Mac fans everywhere have felt the pain of Windows users recently with a lovely little virus–the Flashback botnet–which affects a vulnerability in Java. It’s the second hit in just a few months for Apple lovers, coming after the arrest of Russian cyber-criminal Pavel Vrublevsky, who developed faux anti-virus applications for OS X. Unlike the previous strain of malware–which required the user to download a fake Adobe Flash installer–this version of the Flashback virus is particularly tricky because it can spread infection without the user doing anything in particular and often doesn’t show symptoms. A silent enemy is a scary enemy.

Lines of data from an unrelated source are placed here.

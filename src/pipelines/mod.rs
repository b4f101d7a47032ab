//! # Pipelines
//!
//! Native implementations of the supported tasks, built from a
//! [`CachedModelBundle`] and driven by a typed [`TaskInput`].
//!
//! ## Key Components
//!
//! - `Pipeline`: a constructed, callable task implementation
//! - `PipelineFactory`: the seam between the dispatcher and the inference backend
//! - `CandleFactory`: the shipped backend, running safetensors checkpoints with candle
//!
//! Encoder-only tasks share [`encoder::EncoderModel`] (DistilBERT and BERT
//! checkpoints with task heads loaded from the same weights). Summarization and
//! text2text run T5; text generation runs Qwen2.

mod encoder;
mod feature_extraction;
mod fill_mask;
mod question_answering;
mod seq2seq;
mod text_classification;
mod text_generation;
#[cfg(test)]
mod tiny_checkpoints;
mod token_classification;
mod tokenizer;
mod zero_shot;

use candle_core::{Device, Tensor, D};
use candle_transformers::generation::LogitsProcessor;
use serde_json::Value;
use tracing::info;

use crate::cache::CachedModelBundle;
use crate::config::InferenceConfig;
use crate::error::{PipelineError, Result};
use crate::tasks::{TaskDescriptor, TaskInput, TaskKind};

/// A constructed pipeline, ready to be called.
pub trait Pipeline: Send {
    /// Runs the pipeline and returns a plain JSON result.
    fn run(&mut self, input: TaskInput) -> Result<Value>;
}

/// Builds pipelines from cached components.
pub trait PipelineFactory: Send + Sync {
    fn build(&self, task: &TaskDescriptor, bundle: &CachedModelBundle) -> Result<Box<dyn Pipeline>>;
}

/// Sampling settings shared by the generation pipelines.
#[derive(Debug, Clone)]
pub struct GenerationSettings {
    /// `None` means greedy decoding.
    pub temperature: Option<f64>,
    pub seed: u64,
    /// Upper bound on requested `max_new_tokens`.
    pub max_tokens: usize,
}

impl GenerationSettings {
    /// A fresh sampler; greedy when no temperature is set.
    fn sampler(&self) -> LogitsProcessor {
        LogitsProcessor::new(self.seed, self.temperature, None)
    }

    /// Number of tokens to generate for a request asking for `requested`.
    fn budget(&self, requested: usize) -> usize {
        requested.min(self.max_tokens)
    }
}

/// Everything a pipeline needs besides its components.
#[derive(Debug, Clone)]
pub struct BackendContext {
    pub device: Device,
    pub max_input_tokens: usize,
    pub generation: GenerationSettings,
}

impl BackendContext {
    pub fn from_config(config: &InferenceConfig) -> Self {
        let device = select_device(config.use_gpu);
        info!("Using device: {:?}", device);
        Self {
            device,
            max_input_tokens: config.context_size,
            generation: GenerationSettings {
                temperature: if config.temperature > 0.0 { Some(config.temperature) } else { None },
                seed: config.seed.unwrap_or_else(rand::random),
                max_tokens: config.max_tokens,
            },
        }
    }
}

/// Picks the first accelerator compiled into the build, falling back to the CPU.
fn select_device(use_gpu: bool) -> Device {
    if use_gpu {
        if candle_core::utils::cuda_is_available() {
            if let Ok(device) = Device::new_cuda(0) {
                return device;
            }
        } else if candle_core::utils::metal_is_available() {
            if let Ok(device) = Device::new_metal(0) {
                return device;
            }
        }
    }
    Device::Cpu
}

/// The candle-backed inference backend.
pub struct CandleFactory {
    context: BackendContext,
}

impl CandleFactory {
    pub fn new(context: BackendContext) -> Self {
        Self { context }
    }
}

impl PipelineFactory for CandleFactory {
    fn build(&self, task: &TaskDescriptor, bundle: &CachedModelBundle) -> Result<Box<dyn Pipeline>> {
        let ctx = &self.context;
        let pipeline: Box<dyn Pipeline> = match task.kind {
            TaskKind::TextClassification => Box::new(text_classification::TextClassificationPipeline::load(bundle, ctx)?),
            TaskKind::TokenClassification => Box::new(token_classification::TokenClassificationPipeline::load(bundle, ctx)?),
            TaskKind::QuestionAnswering => Box::new(question_answering::QuestionAnsweringPipeline::load(bundle, ctx)?),
            TaskKind::ZeroShotClassification => Box::new(zero_shot::ZeroShotPipeline::load(bundle, ctx)?),
            TaskKind::FillMask => Box::new(fill_mask::FillMaskPipeline::load(bundle, ctx)?),
            TaskKind::FeatureExtraction => Box::new(feature_extraction::FeatureExtractionPipeline::load(bundle, ctx)?),
            TaskKind::Summarization | TaskKind::Text2TextGeneration => {
                Box::new(seq2seq::Seq2SeqPipeline::load(bundle, ctx)?)
            }
            TaskKind::TextGeneration => Box::new(text_generation::TextGenerationPipeline::load(bundle, ctx)?),
        };
        Ok(pipeline)
    }
}

/// Error for a pipeline handed the arguments of another task.
fn wrong_input(expected: TaskKind, input: &TaskInput) -> PipelineError {
    PipelineError::execution(format!(
        "{} pipeline cannot run {} arguments",
        expected,
        input.kind()
    ))
}

/// Softmax over the last dimension of a 1-D tensor, as plain floats.
fn softmax_vec(logits: &Tensor) -> Result<Vec<f32>> {
    let probs = candle_nn::ops::softmax(logits, D::Minus1)?;
    Ok(probs.to_vec1::<f32>()?)
}

/// Softmax of a plain float slice.
fn softmax(values: &[f32]) -> Vec<f32> {
    let max = values.iter().copied().fold(f32::NEG_INFINITY, f32::max);
    let exps: Vec<f32> = values.iter().map(|v| (v - max).exp()).collect();
    let sum: f32 = exps.iter().sum();
    exps.into_iter().map(|e| e / sum).collect()
}

/// Indices of `scores` sorted by descending score.
fn ranked(scores: &[f32]) -> Vec<usize> {
    let mut order: Vec<usize> = (0..scores.len()).collect();
    order.sort_by(|a, b| scores[*b].total_cmp(&scores[*a]));
    order
}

But all is not lost, apparently, as there are several things you can do to fix the problem. Ars Technica has helpfully provided a way to check for the virus, which is obviously the first step:
First, launch Terminal from /Applications/Utilities on your Mac. Then individually type or paste these three lines into the Terminal:
defaults read ~/.MacOSX/environment DYLD_INSERT_LIBRARIES
defaults read /Applications/Safari.app/Contents/Info LSEnvironment
defaults read /Applications/Firefox.app/Contents/Info LSEnvironment
If the result looks something like this….
The domain/default pair of (/Users/jacqui/.MacOSX/environment, DYLD_INSERT_LIBRARIES) does not exist
The domain/default pair of (/Applications/Safari.app/Contents/Info, LSEnvironment) does not exist
The domain/default pair of (/Applications/Firefox.app/Contents/Info, LSEnvironment) does not exist
…then you are good to go. Running a software update is the next step.
If you are infected, the cure is a bit tricky to pull off. You can read more about a fix here, or you can seek help from a specialist if you’re a non-techie like me.
Of course, hindsight is always 20/20 and all that jazz, but it’s obviously a good idea to back up everything you do lest you end up like Carrie Bradshaw in an infamous episode of “Sex And The City”, where she was faced with a “sad Mac” and lost all the work she had saved over the years. It’s also not a bad idea to invest in some anti-virus software; Norton makes a good one that won’t break your bank.
A rep for the anti-virus protection company Sophos said: “First and foremost Mac users need to be sure they have installed the latest security patches from Apple. Second, Mac users can no longer rely on simply updating their computers. Preventative protection is an essential defense mechanism to detect and thwart future attacks.”